As Dr. Kip Glazer had mentioned in the class-by-class assembly, the “goal for many dress codes is to teach students to conform to acceptable workplace appearance.” However, strict dress codes don’t teach students to adapt their clothing to different situations regarding school and work. Students may learn how to dress like everyone else, but they don’t necessarily know how to adapt this knowledge for special occasions, like interviews, casual meetings, or how to dress appropriately outside of school and work. Katherine Albano (10) says that “dress codes keep girls from wearing what they feel confident in.”
It’s also important to note that professionalism is a double standard that is built on sexism and gender roles which are a set of societal norms dictating the types of behaviors which are generally considered acceptable.

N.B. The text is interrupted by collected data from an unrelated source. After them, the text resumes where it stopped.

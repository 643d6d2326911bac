//! Component style descriptions
//!
//! A description bundles a component's default style, its variant axes,
//! default selections and compound variants. Descriptions are built once and
//! validated at registration; resolution assumes a valid description.

use serde::Deserialize;
use std::collections::{BTreeMap, HashSet};

use crate::error::{Result, StyleError};
use crate::instance::Instance;
use crate::props::StyleProps;
use crate::variants::{CompoundVariant, VariantAxis, VariantTable};

/// Static style description of one component
#[derive(Debug, Clone, Default)]
pub struct ComponentDescription {
    /// Component name
    pub name: String,
    /// Style applied before any variant
    pub defaults: StyleProps,
    /// Selections used when the instance does not choose an option
    pub default_variants: BTreeMap<String, String>,
    /// Variant axes
    pub variants: VariantTable,
    /// Compound variants, in application order
    pub compound_variants: Vec<CompoundVariant>,
}

impl ComponentDescription {
    /// Create an empty description
    pub fn new(name: impl Into<String>) -> Self {
        Self { name: name.into(), ..Default::default() }
    }

    /// Set the default style
    pub fn defaults(mut self, defaults: StyleProps) -> Self {
        self.defaults = defaults;
        self
    }

    /// Set a default selection for an axis
    pub fn default_variant(mut self, axis: impl Into<String>, option: impl ToString) -> Self {
        self.default_variants.insert(axis.into(), option.to_string());
        self
    }

    /// Replace the variant table
    pub fn variants(mut self, variants: VariantTable) -> Self {
        self.variants = variants;
        self
    }

    /// Append a variant axis
    pub fn axis(mut self, axis: VariantAxis) -> Self {
        self.variants = self.variants.axis(axis);
        self
    }

    /// Append a compound variant
    pub fn compound(mut self, compound: CompoundVariant) -> Self {
        self.compound_variants.push(compound);
        self
    }

    /// Instance with default selections filled in where it chose nothing
    pub fn effective_instance(&self, instance: &Instance) -> Instance {
        let mut effective = instance.clone();
        for (axis, option) in &self.default_variants {
            effective.variants.entry(axis.clone()).or_insert_with(|| option.clone());
        }
        effective
    }

    /// Check the description for structural mistakes
    ///
    /// Rejects duplicate axes, compound variants without conditions, and
    /// default selections or compound conditions naming an undeclared axis or
    /// option.
    pub fn validate(&self) -> Result<()> {
        let mut seen = HashSet::new();
        for axis in self.variants.axes() {
            if !seen.insert(axis.name()) {
                return Err(StyleError::DuplicateAxis {
                    component: self.name.clone(),
                    axis: axis.name().to_string(),
                });
            }
        }

        for (axis, option) in &self.default_variants {
            self.check_selection(axis, option)?;
        }

        for (index, compound) in self.compound_variants.iter().enumerate() {
            if compound.conditions.is_empty() {
                return Err(StyleError::EmptyCompound { component: self.name.clone(), index });
            }
            for (axis, option) in &compound.conditions {
                self.check_selection(axis, option)?;
            }
        }

        Ok(())
    }

    fn check_selection(&self, axis: &str, option: &str) -> Result<()> {
        let declared = self
            .variants
            .get(axis)
            .ok_or_else(|| StyleError::UnknownAxis {
                component: self.name.clone(),
                axis: axis.to_string(),
            })?;
        if declared.get(option).is_none() {
            return Err(StyleError::UnknownOption {
                component: self.name.clone(),
                axis: axis.to_string(),
                option: option.to_string(),
            });
        }
        Ok(())
    }

    /// Parse and validate a static description from JSON
    ///
    /// ```json
    /// {
    ///   "name": "Button",
    ///   "defaults": { "px": "md" },
    ///   "defaultVariants": { "size": "md" },
    ///   "variants": [
    ///     { "name": "size", "options": { "sm": { "px": "sm" }, "md": {} } }
    ///   ],
    ///   "compoundVariants": [
    ///     { "conditions": { "size": "sm" }, "style": { "br": "sm" } }
    ///   ]
    /// }
    /// ```
    ///
    /// Axes are a list so declaration order survives parsing.
    pub fn from_json(json: &str) -> Result<Self> {
        let raw: RawDescription =
            serde_json::from_str(json).map_err(|e| StyleError::Parse(e.to_string()))?;

        let mut description = ComponentDescription::new(raw.name).defaults(raw.defaults);
        for axis in raw.variants {
            let mut built = VariantAxis::new(axis.name);
            for (option, style) in axis.options {
                built = built.option(option, style);
            }
            description = description.axis(built);
        }
        for (axis, option) in raw.default_variants {
            description = description.default_variant(axis, selection_name(&option)?);
        }
        for compound in raw.compound_variants {
            let mut built = CompoundVariant::new(compound.style);
            for (axis, option) in compound.conditions {
                built = built.when(axis, selection_name(&option)?);
            }
            description = description.compound(built);
        }

        description.validate()?;
        Ok(description)
    }
}

fn selection_name(value: &serde_json::Value) -> Result<String> {
    match value {
        serde_json::Value::String(s) => Ok(s.clone()),
        serde_json::Value::Bool(b) => Ok(b.to_string()),
        serde_json::Value::Number(n) => Ok(n.to_string()),
        other => Err(StyleError::Parse(format!("invalid variant selection: {}", other))),
    }
}

#[derive(Deserialize)]
#[serde(rename_all = "camelCase")]
struct RawDescription {
    name: String,
    #[serde(default)]
    defaults: StyleProps,
    #[serde(default)]
    default_variants: BTreeMap<String, serde_json::Value>,
    #[serde(default)]
    variants: Vec<RawAxis>,
    #[serde(default)]
    compound_variants: Vec<RawCompound>,
}

#[derive(Deserialize)]
struct RawCompound {
    #[serde(default)]
    conditions: BTreeMap<String, serde_json::Value>,
    #[serde(default)]
    style: StyleProps,
}

#[derive(Deserialize)]
struct RawAxis {
    name: String,
    #[serde(default)]
    options: BTreeMap<String, StyleProps>,
}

Our school is failing to think progressively. The dress code is a terrible way to teach boys to respect girls.
In fact, Emily Weirick (10), says that “The main reason for there being a dress code is that it is distracting for boys, but that is just teaching guys to blame girls for their lack of self control.”
The dress code does not educate or inspire change, it only restricts.
The dress code also confines nonbinary people or people who choose to not dress according to specific gender roles or societal norms. For instance, androgyny is a fashion style and the dress code may create an environment in which an individual feels excluded.
Dress codes are notoriously difficult to enforce, for a variety of reasons. Not only are they subjective from the perspective of the enforcer, but enforcement is also frequently upsetting to administrators, students, and their families. They also tend to be very vague. For example, our school dress code says that shorts should be of a “appropriate length” and clothes in general should “represent good judgement.” These are unrealistic guidelines as these rules are all subject to opinion.
Dress codes further perpetuate a culture of victim-blaming in which rape is justified by a victim’s clothes. A woman doesn’t purposefully try to entice boys when picking out their clothes. They just want to feel good about themselves, and the school’s vague and subjective policies restrict them from doing so. When looking in the realms of sexual assault, women are no longer blamed for being the instigator of sexual assault so what makes the dress code so different?
Stephanie Yu (10) impeccably explains that “The dress code represents a society in which the respect a woman receives is based on the different clothes she covers her body in and I just don’t want to live in a society like that.”